Electronics manufacturing
The industrial electronics manufacturing process for the electronic assemblies found in many of today's electronic devices, is a multi-step process.
Component and PCB manufacturing
Components such as resistors, capacitors and integrated circuits are generally made by specialized contractors. Integrated circuits are generally made by the process of photolithography.
Printed circuit boards (PCBs) are usually manufactured by specialized contractors.
Mounting surface-mount components
Surface-mount components can be hand-soldered, but usually they are mounted using surface-mount technology. The process usually consists of three steps:
- A solder paste is printed where the components need to make a connection with the PCB tracks
- Components are placed using a pick and place machine
- The PCB passes through a reflow oven
The process is repeated twice in order to populate both sides of the PCB.

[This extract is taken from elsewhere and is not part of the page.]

//! Input/output helpers
//!
//! - [`fasta`]: CSV identifier-mapping to FASTA conversion

pub mod fasta;

pub use fasta::{fasta_from_mapping, write_fasta};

Mounting through-hole components
Through-hole components and connectors can be hand-soldered, but usually they are mounted using wave soldering or selective soldering techniques.
Depanel
In order to increase manufacturing capacity, PCBs are often designed so that they consist of many smaller individual PCBs that will be used in the final product. This PCB cluster is called a panel or multiblock. The large panel is depaneled at some stage in the process.
Cleaning and drying
A completed assembly needs to be cleaned. Various techniques are used depending on what type of solder and flux was used. A cleaned assembly needs to be dried before any power can be applied.
Case-up
The case-up process consists of one or more of the following:
- Adding a conformal coating or potting
- Final mounting of the depaneled PCB in an enclosure using various methods: screwing etc.
Testing
Electronic assemblies are tested at various process steps using the following methods:
- In-circuit testing of integrated circuits and other components
- Inspection of components and joint quality, using simple visual inspection, X-Ray inspection (usually of invisible joints, e.g. BGA), and/or automated optical inspection
- Final functional test after case-up
- Various other tests for assembly functioning in a range of conditions (temperature, humidity, vibration, strain, etc.)
Variations
Sometimes, when only one or two finished devices will be needed, they are put together using one of the more durable electronics prototyping techniques.